A [Zellij](https://zellij.dev) plugin that auto-returns your session to `Locked`
mode after a short idle timeout. It exists as a safety net for **leader-key
mistakes**: you press the leader to enter `Tmux` (or `Normal`) mode, miss the
follow-up action, and now Zellij is silently eating your keystrokes. delayLock
snaps the session back to `Locked` after a couple of seconds so your typing
goes back to the underlying terminal.

## How it works

Three rules, one timer:

1. **On any mode change**, if you've just left the target mode and entered a
mode in the *active list* (default: `Normal`, `Tmux`), a timer starts
(default: 2 seconds).
2. **On any keystroke** (anywhere in the Zellij session), the timer is reset
to a fresh full interval — so as long as you're typing actions, you stay
in the unlocked mode.
3. **When the timer expires** with no input since it was armed, the plugin
calls `switch_to_input_mode(Locked)` and you're back in `Locked` mode.

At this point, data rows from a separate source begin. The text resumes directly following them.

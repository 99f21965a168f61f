use bcrypt::{hash, verify};
use thiserror::Error;

#[derive(Error, Debug)]
pub enum PasswordError {
    #[error("Failed to hash password")]
    HashingFailed,
    #[error("Failed to verify password")]
    VerificationFailed,
}

/// Default bcrypt work factor.
pub const DEFAULT_BCRYPT_COST: u32 = 10;

/// Lowest work factor bcrypt accepts.
pub const MIN_BCRYPT_COST: u32 = 4;

/// One-way password hashing with bcrypt. Both operations run on the blocking
/// thread pool.
#[derive(Debug, Clone, Copy)]
pub struct PasswordHasher {
    cost: u32,
}

impl Default for PasswordHasher {
    fn default() -> Self {
        Self::new(DEFAULT_BCRYPT_COST)
    }
}

impl PasswordHasher {
    pub fn new(cost: u32) -> Self {
        Self { cost }
    }

    pub async fn hash(&self, password: &str) -> Result<String, PasswordError> {
        let password = password.to_owned();
        let cost = self.cost;
        tokio::task::spawn_blocking(move || hash_password(&password, cost))
            .await
            .map_err(|_| PasswordError::HashingFailed)?
    }

    pub async fn verify(&self, password: &str, password_hash: &str) -> Result<bool, PasswordError> {
        let password = password.to_owned();
        let password_hash = password_hash.to_owned();
        tokio::task::spawn_blocking(move || verify_password(&password, &password_hash))
            .await
            .map_err(|_| PasswordError::VerificationFailed)?
    }
}

/// Hash a password using bcrypt
pub fn hash_password(password: &str, cost: u32) -> Result<String, PasswordError> {
    hash(password, cost).map_err(|_| PasswordError::HashingFailed)
}

/// Verify a password against its hash
pub fn verify_password(password: &str, password_hash: &str) -> Result<bool, PasswordError> {
    verify(password, password_hash).map_err(|_| PasswordError::VerificationFailed)
}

Modes that are *not* in the active list (e.g. `Scroll`, `Search`, `Prompt`,
`RenameTab`) are left alone — those are modes where you legitimately want to
sit idle for a while.

On first load the plugin switches the session to the target mode immediately,
so you start locked.

### Why a timer that "re-arms" instead of resetting on each keypress

Zellij's plugin API does not let you cancel a `set_timeout`. delayLock instead
counts input events and snapshots the count when arming. When the timer fires,
it compares: if the count moved, the user was typing, so it re-arms with a
fresh full interval. If the count is unchanged, the user really was idle, and
it locks. The user-visible effect is "every keystroke gives you a fresh full
timeout", which is the right UX for a 2-second leader-key safety net.

## Requirements

- Zellij (any recent version — tested against `zellij-tile = 0.44`).
- Rust toolchain with the `wasm32-wasip1` target:
```fish
rustup target add wasm32-wasip1
```

(Older Zellij documentation says `wasm32-wasi`. That target name was removed
in Rust 1.84; `wasm32-wasip1` is the same ABI under the new name. Zellij
loads either fine.)

## Build

```fish
git clone delaylock
cd delaylock
cargo build --release
```

The artifact lands at `target/wasm32-wasip1/release/delaylock.wasm`. Copy it
somewhere stable — e.g.:

```fish
mkdir -p ~/.config/zellij/plugins
cp target/wasm32-wasip1/release/delaylock.wasm ~/.config/zellij/plugins/
```

## Install in your Zellij config

delayLock has no UI — it just needs to be running. The right place for that
is your `~/.config/zellij/config.kdl`, not a layout. Layouts are
session-scoped (you'd have to add it to every layout) and require a pane to
host the plugin; the config-level `load_plugins` block runs the plugin
**headless** in the background, automatically, for every session.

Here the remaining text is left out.